GPx 是機體內重要的過氧化物分解酶，能夠清除異常量的過氧化物以保持機體平衡[32]。本實驗研究表明，泥蚶鰓和內臟團中GPx 酶活性在低濃度組中隨著原油濃度增大呈升高——降低趨勢，李傳慧等[33]在半滑舌鰨Cynoglossus semilaevis幼魚原油暴露實驗中發現肝臟GPx 酶活性隨著濃度增加而先升高后降低；段美娜等[34]也在馬糞海膽Hemicentrotus pulcherrimus實驗中有類似發現。泥蚶鰓和內臟團GPx 酶活性暴露在500 和1 000 mg·kg-1濃度時上升，表明此時生物體內抗氧化酶開始對過量ROS 進行清除，使細胞免受損傷，從而維持機體正常代謝[35]；而隨著原油濃度增大，酶活性明顯下降，說明此時GPx 酶活性受到了抑制。本研究中泥蚶鰓和內臟團低濃度組GPx 活性呈先被誘導后被抑制趨勢，這與本研究中SOD 和CAT 活性變化規律一致，SOD、CAT 二者和GPx 之間可能存在相關性。楊濤等[24]認為SOD 歧化反應后的產物H2O2恰好是GPx 的作用底物，導致二者變化規律一致，而CAT 和GPx 活性提高以清除代謝中產生的H2O2，使生物體不受到較大氧化損傷。

觀察發現，鰓中4 種抗氧化酶活性及峰值均高于內臟團。對比最大誘導倍數(表2)，除了CAT 其余3種酶最大誘導倍數均產生于500 mg·kg-1濃度組，表明相較于內臟團，在外源性污染物存在的情況下鰓更容易出現酶活性誘導現象，這可能是原油中有機物通過鰓進入生物體內后，參與生物體代謝過程產生大量ROS，導致ROS 劇增而出現代謝失衡，以致機體受到氧化損傷。因此，GPx 誘導并通過催化作用與對機體有損傷的過氧化物反應，減少ROS 的產生量并將其清除，緩和細胞的氧化[35-36]。通過對比不同原油濃度對泥蚶鰓和內臟團酶活性變化的差異顯著性，發現僅鰓中GPx 酶活性發生顯著誘導現象(圖6a)，這說明泥蚶鰓GPx 對原油毒性效應更明顯?？傊?，鰓的4 種抗氧化酶活性均大于內臟團，泥蚶鰓組織GPx 酶活性表現出顯著誘導，且在各個酶的最大誘導倍數中鰓組織中的GPx 最大。因此，相較于其他酶，GPx 更適合作為監測原油污染的有效生物標志物。

4 結論

(1)暴露在原油72 h 內泥蚶鰓SOD、GST，內臟團CAT 和低濃度組GPx 酶活性隨著原油濃度增加總體表現為先升高后降低趨勢，并且存在一定劑量——效應關系。

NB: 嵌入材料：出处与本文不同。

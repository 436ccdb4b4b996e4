use std::{io::Write, path::PathBuf};

use manuscripts_receiver::{
    NamingScheme,
    config::{MAX_CONFIG_BYTES, SavedConfig, load_config_from_path, save_config_to_path},
};

#[test]
fn saved_config_survives_a_reload() {
    let dir = tempfile::tempdir().expect("create tempdir");
    let path = dir.path().join("nested").join("receiver.json");
    let config = SavedConfig {
        display_name: Some("Room 204".to_owned()),
        destination: Some(PathBuf::from("/srv/essays")),
        naming: Some(NamingScheme::SenderPrefixed),
        ..SavedConfig::default()
    };

    save_config_to_path(&path, &config).expect("save config");
    assert_eq!(load_config_from_path(&path).expect("load config"), config);
    assert!(!path.with_extension("json.tmp").exists());

    let raw = std::fs::read_to_string(&path).expect("read config");
    assert!(!raw.contains("passphrase"));
}

#[test]
fn load_config_ignores_oversized_file() {
    let dir = tempfile::tempdir().expect("create tempdir");
    let path = dir.path().join("receiver.json");

    let mut file = std::fs::File::create(&path).expect("create receiver.json");
    file.write_all(&vec![b' '; (MAX_CONFIG_BYTES as usize) + 1024])
        .expect("write oversized receiver.json");
    drop(file);

    let err = load_config_from_path(&path).expect_err("oversized file should error");
    let msg = err.to_string();
    assert!(msg.contains("too large"), "unexpected error: {msg}");
}

#[test]
fn corrupt_config_reports_parse_error() {
    let dir = tempfile::tempdir().expect("create tempdir");
    let path = dir.path().join("receiver.json");
    std::fs::write(&path, "{ not json").expect("write");

    let err = load_config_from_path(&path).expect_err("corrupt file should error");
    assert!(err.to_string().contains("parse failed"), "unexpected error: {err}");
}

(2)泥蚶鰓中SOD、CAT 和GST 酶活性高于內臟團，內臟團中GPx 酶活性則略高于鰓，且鰓GST 和GPx 酶活性最大誘導倍數比內臟團高，而SOD 和CAT 鰓和內臟團最大誘導倍數無較大差異，表明泥蚶鰓對原油污染更加敏感。

(3)結合酶活性及誘導倍數大小，泥蚶鰓GPx 酶活性更靈敏，可作為早期海洋原油污染監測的生物標志物。